Even if there are changes in engagement for teams, two aspects of NBA patch programs have held true and are serving as guideposts for the other three leagues yet to engage; the revenue driven has been a much needed, and rare, new revenue stream, and the acceptance of the strategically sized and tested patch has been pretty much universally accepted by consumer sentiment.

Who Is Next To Patch Things Up?

Where to go from here? The NHL and NFL still offer up practice patches, with whisperings of multimillion dollar national patch deals across the league put on hold during the pandemic, while MLB’s test of the Nike Swoosh has gotten even less pushback than the amended rules and suspended games due to COVID exposure.  

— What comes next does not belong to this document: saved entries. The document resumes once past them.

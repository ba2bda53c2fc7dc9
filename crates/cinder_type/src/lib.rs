use core::marker::PhantomData;

use serde::{Serialize, Serializer};

pub mod file;
pub mod span;
pub mod types;

/// Typed index into a [`Store`].
#[repr(transparent)]
pub struct Id<T>(u32, PhantomData<*const T>);

impl<T> Id<T> {
  pub const fn new(index: u32) -> Self {
    Self(index, PhantomData)
  }

  #[inline]
  pub const fn index(&self) -> u32 {
    self.0
  }
}

impl<T> Clone for Id<T> {
  fn clone(&self) -> Self {
    *self
  }
}

impl<T> Copy for Id<T> {}

impl<T> PartialEq for Id<T> {
  fn eq(
    &self,
    other: &Self,
  ) -> bool {
    self.0 == other.0
  }
}

impl<T> Eq for Id<T> {}

impl<T> PartialOrd for Id<T> {
  fn partial_cmp(
    &self,
    other: &Self,
  ) -> Option<std::cmp::Ordering> {
    Some(self.cmp(other))
  }
}

impl<T> Ord for Id<T> {
  fn cmp(
    &self,
    other: &Self,
  ) -> std::cmp::Ordering {
    self.0.cmp(&other.0)
  }
}

impl<T> std::hash::Hash for Id<T> {
  fn hash<H: std::hash::Hasher>(
    &self,
    state: &mut H,
  ) {
    self.0.hash(state);
  }
}

impl<T> std::fmt::Debug for Id<T> {
  fn fmt(
    &self,
    f: &mut std::fmt::Formatter<'_>,
  ) -> std::fmt::Result {
    write!(f, "Id({})", self.0)
  }
}

impl<T> Default for Id<T> {
  fn default() -> Self {
    Self::new(0)
  }
}

impl<T> Serialize for Id<T> {
  fn serialize<S: Serializer>(
    &self,
    serializer: S,
  ) -> Result<S::Ok, S::Error> {
    serializer.serialize_u32(self.0)
  }
}

#[derive(Default, Copy, Clone, Debug, PartialEq, Eq, PartialOrd, Ord, Hash, Serialize)]
pub struct BytePosition(pub u32);

impl std::fmt::Display for BytePosition {
  fn fmt(
    &self,
    f: &mut std::fmt::Formatter<'_>,
  ) -> std::fmt::Result {
    write!(f, "{}", self.0)
  }
}

/// Append-only arena. Ids handed out by `alloc` stay valid for the store's lifetime.
#[derive(Debug, Clone)]
pub struct Store<T> {
  data: Vec<T>,
}

impl<T> Default for Store<T> {
  fn default() -> Self {
    Self::new()
  }
}

impl<T> Store<T> {
  pub fn new() -> Self {
    Self { data: Vec::new() }
  }

  pub fn alloc(
    &mut self,
    v: T,
  ) -> Id<T> {
    let id = Id::new(self.data.len() as u32);
    self.data.push(v);
    id
  }

  pub fn get(
    &self,
    id: &Id<T>,
  ) -> &T {
    &self.data[id.0 as usize]
  }

  pub fn get_mut(
    &mut self,
    id: &Id<T>,
  ) -> &mut T {
    &mut self.data[id.0 as usize]
  }

  pub fn get_all(&self) -> &[T] {
    &self.data
  }

  pub fn iter(&self) -> impl Iterator<Item = (Id<T>, &T)> {
    self.data.iter().enumerate().map(|(i, v)| (Id::new(i as u32), v))
  }

  #[inline]
  pub fn len(&self) -> usize {
    self.data.len()
  }

  #[inline]
  pub fn is_empty(&self) -> bool {
    self.data.is_empty()
  }
}
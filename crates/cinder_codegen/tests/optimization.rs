mod common;

use cinder_bound::{BinaryOperator, BoundFactory, BoundStatement, MethodDescriptor};
use cinder_codegen::{EmitStyle, ModuleTranslator};
use cinder_config::{CodegenOptions, OptimizationLevel};
use cinder_il::OpCode;
use cinder_type::types::TypeStore;

/// `int Twice(int x) { int t = x * 2; return t + 1; }`
fn single_use_temp(
  f: &mut BoundFactory,
  types: &TypeStore,
) -> BoundStatement {
  let i32 = types.i32();
  let t = f.local("t", i32);
  f.block(
    vec![t.clone()],
    vec![
      f.store(&t, f.binary(BinaryOperator::Mul, f.param(0, i32), f.int(2, i32), i32)),
      f.ret(Some(f.binary(BinaryOperator::Add, f.local_ref(&t), f.int(1, i32), i32))),
    ],
  )
}

fn twice(types: &TypeStore) -> MethodDescriptor {
  MethodDescriptor::new("Twice", types.i32(), false).with_parameters(vec![types.i32()])
}

#[test]
fn release_keeps_single_use_local_on_stack() {
  let mut module = common::module();
  let mut f = BoundFactory::default();
  let method = twice(module.types());
  let body = single_use_temp(&mut f, module.types());
  let result = common::generate(&mut module, &method, body, &common::release_config());

  assert_eq!(result.style, EmitStyle::Release);
  assert_eq!(result.stack_local_count, 1);
  assert_eq!(
    result.opcodes(),
    vec![OpCode::Ldarg0, OpCode::LdcI42, OpCode::Mul, OpCode::LdcI41, OpCode::Add, OpCode::Ret]
  );
  assert!(result.body().locals.is_empty());
  common::assert_verifies(&result, true);
}

#[test]
fn debug_friendly_release_keeps_user_locals() {
  let mut module = common::module();
  let mut f = BoundFactory::default();
  let method = twice(module.types());
  let body = single_use_temp(&mut f, module.types());

  let config = common::release_config().with_codegen(CodegenOptions {
    optimization: OptimizationLevel::Release,
    debug_plus: true,
    ..CodegenOptions::default()
  });
  let result = common::generate(&mut module, &method, body, &config);

  assert_eq!(result.style, EmitStyle::DebugFriendlyRelease);
  assert_eq!(result.stack_local_count, 0);
  assert_eq!(
    result.opcodes(),
    vec![
      OpCode::Ldarg0,
      OpCode::LdcI42,
      OpCode::Mul,
      OpCode::Stloc0,
      OpCode::Ldloc0,
      OpCode::LdcI41,
      OpCode::Add,
      OpCode::Ret,
    ]
  );
  assert_eq!(result.body().locals[0].name.as_deref(), Some("t"));
  common::assert_verifies(&result, true);
}

#[test]
fn debug_never_schedules_stack_locals() {
  let mut module = common::module();
  let mut f = BoundFactory::default();
  let method = twice(module.types());
  let body = single_use_temp(&mut f, module.types());
  let result = common::generate(&mut module, &method, body, &common::debug_config());

  assert_eq!(result.style, EmitStyle::Debug);
  assert_eq!(result.stack_local_count, 0);
  assert!(result.opcodes().contains(&OpCode::Stloc0));
}
mod common;

use cinder_bound::{BoundFactory, MethodDescriptor, MethodRef, NoOpFlavor};
use cinder_codegen::{AsyncOffsets, CompilationModule, ModuleTranslator};
use cinder_il::OpCode;
use cinder_type::types::TypeId;

fn static_call(
  module: &CompilationModule,
  name: &str,
  declaring_type: TypeId,
) -> MethodRef {
  MethodRef {
    name: name.to_string(),
    declaring_type,
    parameters: vec![],
    return_type: module.types().void(),
    returns_void: true,
    is_static: true,
    is_virtual: false,
  }
}

#[test]
fn yield_and_resume_resolve_to_offsets() {
  let mut module = common::module();
  let void = module.types().void();
  let boolean = module.types().boolean();
  let object = module.types().object();
  let mut f = BoundFactory::default();

  let resume = f.label("resume");
  let method = MethodDescriptor::new("MoveNext", void, true)
    .asynchronous()
    .with_parameters(vec![boolean]);
  let body = f.block(
    vec![],
    vec![
      f.cond_goto(f.param(0, boolean), true, &resume),
      f.expr_stmt(f.call(static_call(&module, "Start", object), None, vec![])),
      f.nop(NoOpFlavor::AwaitYieldPoint),
      f.ret(None),
      f.label_stmt(&resume),
      f.nop(NoOpFlavor::AwaitResumePoint),
      f.expr_stmt(f.call(static_call(&module, "Finish", object), None, vec![])),
    ],
  );
  let result = common::generate(&mut module, &method, body, &common::debug_config());

  assert_eq!(
    result.opcodes(),
    vec![OpCode::Ldarg0, OpCode::Brtrue, OpCode::Call, OpCode::Ret, OpCode::Call, OpCode::Ret]
  );
  assert_eq!(
    result.offsets,
    AsyncOffsets {
      catch_handler_offset: None,
      yield_offsets: vec![11],
      resume_offsets: vec![12],
    }
  );
  assert!(result.diagnostics.is_empty());
  common::assert_verifies(&result, false);
}

#[test]
fn unreachable_yield_is_dropped_with_its_resume() {
  let mut module = common::module();
  let void = module.types().void();
  let boolean = module.types().boolean();
  let object = module.types().object();
  let mut f = BoundFactory::default();

  let resume = f.label("resume");
  let method = MethodDescriptor::new("MoveNext", void, true)
    .asynchronous()
    .with_parameters(vec![boolean]);
  let body = f.block(
    vec![],
    vec![
      f.cond_goto(f.param(0, boolean), true, &resume),
      f.ret(None),
      f.nop(NoOpFlavor::AwaitYieldPoint),
      f.expr_stmt(f.call(static_call(&module, "Start", object), None, vec![])),
      f.label_stmt(&resume),
      f.nop(NoOpFlavor::AwaitResumePoint),
      f.expr_stmt(f.call(static_call(&module, "Finish", object), None, vec![])),
    ],
  );
  let result = common::generate(&mut module, &method, body, &common::debug_config());

  assert_eq!(
    result.opcodes(),
    vec![OpCode::Ldarg0, OpCode::Brtrue, OpCode::Ret, OpCode::Call, OpCode::Ret]
  );
  assert!(result.offsets.yield_offsets.is_empty());
  assert!(result.offsets.resume_offsets.is_empty());
  assert_eq!(result.diagnostics.codes(), vec!["C0006"]);
  assert!(!result.diagnostics.has_errors());
  common::assert_verifies(&result, false);
}

#[test]
#[should_panic(expected = "resume point in 'MoveNext' is unreachable")]
fn unreachable_resume_point_panics() {
  let mut module = common::module();
  let void = module.types().void();
  let object = module.types().object();
  let f = BoundFactory::default();

  let method = MethodDescriptor::new("MoveNext", void, true).asynchronous();
  let body = f.block(
    vec![],
    vec![
      f.ret(None),
      f.nop(NoOpFlavor::AwaitYieldPoint),
      f.nop(NoOpFlavor::AwaitResumePoint),
      f.expr_stmt(f.call(static_call(&module, "Finish", object), None, vec![])),
    ],
  );
  common::generate(&mut module, &method, body, &common::debug_config());
}

#[test]
#[should_panic(expected = "yield point without a matching resume point in 'MoveNext'")]
fn trailing_yield_without_resume_panics() {
  let mut module = common::module();
  let void = module.types().void();
  let f = BoundFactory::default();

  let method = MethodDescriptor::new("MoveNext", void, true).asynchronous();
  let body = f.block(vec![], vec![f.nop(NoOpFlavor::AwaitYieldPoint), f.ret(None)]);
  common::generate(&mut module, &method, body, &common::debug_config());
}

#[test]
fn synthesized_catch_all_reports_handler_offset() {
  let mut module = common::module();
  let void = module.types().void();
  let object = module.types().object();
  let f = BoundFactory::default();

  let method = MethodDescriptor::new("MoveNext", void, true).asynchronous();
  let body = f.try_catch(
    f.block(
      vec![],
      vec![f.expr_stmt(f.call(static_call(&module, "Work", object), None, vec![]))],
    ),
    vec![f.async_catch_all(None, f.block(vec![], vec![]))],
  );
  let result = common::generate(&mut module, &method, body, &common::debug_config());

  assert_eq!(
    result.opcodes(),
    vec![OpCode::Call, OpCode::Leave, OpCode::Pop, OpCode::Leave, OpCode::Ret]
  );
  assert_eq!(result.offsets.catch_handler_offset, Some(10));
  common::assert_verifies(&result, false);
}

#[test]
fn errors_leave_offsets_unresolved() {
  let mut module = common::module();
  let void = module.types().void();
  let error = module.types().error();
  let f = BoundFactory::default();

  let method = MethodDescriptor::new("MoveNext", void, true).asynchronous();
  let body = f.block(
    vec![],
    vec![
      f.expr_stmt(f.call(static_call(&module, "Missing", error), None, vec![])),
      f.nop(NoOpFlavor::AwaitYieldPoint),
      f.nop(NoOpFlavor::AwaitResumePoint),
      f.ret(None),
    ],
  );
  let result = common::generate(&mut module, &method, body, &common::debug_config());

  assert!(result.body.is_none());
  assert_eq!(result.offsets, AsyncOffsets::default());
  assert_eq!(result.diagnostics.codes(), vec!["C0002"]);
  assert!(!result.has_ordinal_table);
}

#[test]
#[should_panic(expected = "yield point before the previous resume point")]
fn second_yield_without_resume_panics() {
  let mut module = common::module();
  let void = module.types().void();
  let f = BoundFactory::default();

  let method = MethodDescriptor::new("MoveNext", void, true).asynchronous();
  let body = f.block(
    vec![],
    vec![
      f.nop(NoOpFlavor::AwaitYieldPoint),
      f.nop(NoOpFlavor::AwaitYieldPoint),
      f.ret(None),
    ],
  );
  common::generate(&mut module, &method, body, &common::debug_config());
}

Then you have the college space. How big-time football returns this fall is still up for debate as we approach Labor Day, but the college football space has been testing patches…league patches, bowl patches, and visible apparel provider marks, for several years. Bowl season can see as many as four patches adorn a high-profile team as the BCS Championship game approaches, with little or no fanfare or pushback from the cognoscenti. For example, in 2019, NCAA Football apparel partners Nike, UA, Jordan Brand, and adidas combined for $6,633,777 in brand value on social alone. The top partnership was the Jordan Brand with the University of Oklahoma, valued at $669,547. The ancillary dollars which can be brought by an NCAA patch program will be a much-needed boost for dollars for cash-strapped schools in the coming years, especially around major football and men’s and women’s basketball. Will the NCAA finally acquiesce and open up the limits for patch sponsorships, albeit regulated and controlled? And what about a high visibility property like Little League, whose championships draw millions of eyes and a legion of brands every August? Could a company, the right company, grab a patch spot for the World Series? Fans are certainly used to having hyper local brands as uniform sponsors around the country, why not on the national level. And given the current uncertainty of the Olympic Games, will there be a time when those pristine global uniforms see patch acceptance as well? All of those questions will be on the table as the months and years unfold, since the visibility of the patch has brought recognition, and little pushback, from those who have given the green light for engagement.

All In The Dollars...Or Fan Feeling?

In most recent years the reason for not having patches has been quietly whispered as much more price point than fan sentiment. The risk of underselling such valuable real estate was greater than the reward for bringing in a new brand. However we are in a world where, for the next several years, ancillary dollars are going to be more important than ever before, and finding brands willing to spend in a unique, first time program for NCAA, the NHL, the NFL and yes maybe even MLB, may finally make patches both irresistible and essential. For the NBA, renewals on patch deals will be an important watch point…did the disruptive brands drive ROI as much as buzz, or could the dollars be best spent elsewhere at a time when discretionary income is going to be very tight. Was a patch a fun luxury or a necessity for future growth, and is the NBA the place to spend?

All of those questions will be in the mix as that targeted landing spot on the front of your favorite North American athlete comes into focus. You know what they say about real estate…they aren’t making any more. However, in many team sports, the jersey is still hallowed ground. The question is who…when…and most importantly what price.

We have come a long way from hand wringing about the Swoosh last spring. Now the question will be not when, but who will be the next to ante up for the spot with the teams we love…and the merchandise we buy. The teams need the new revenue stream, and the fans don’t seem to be bothered.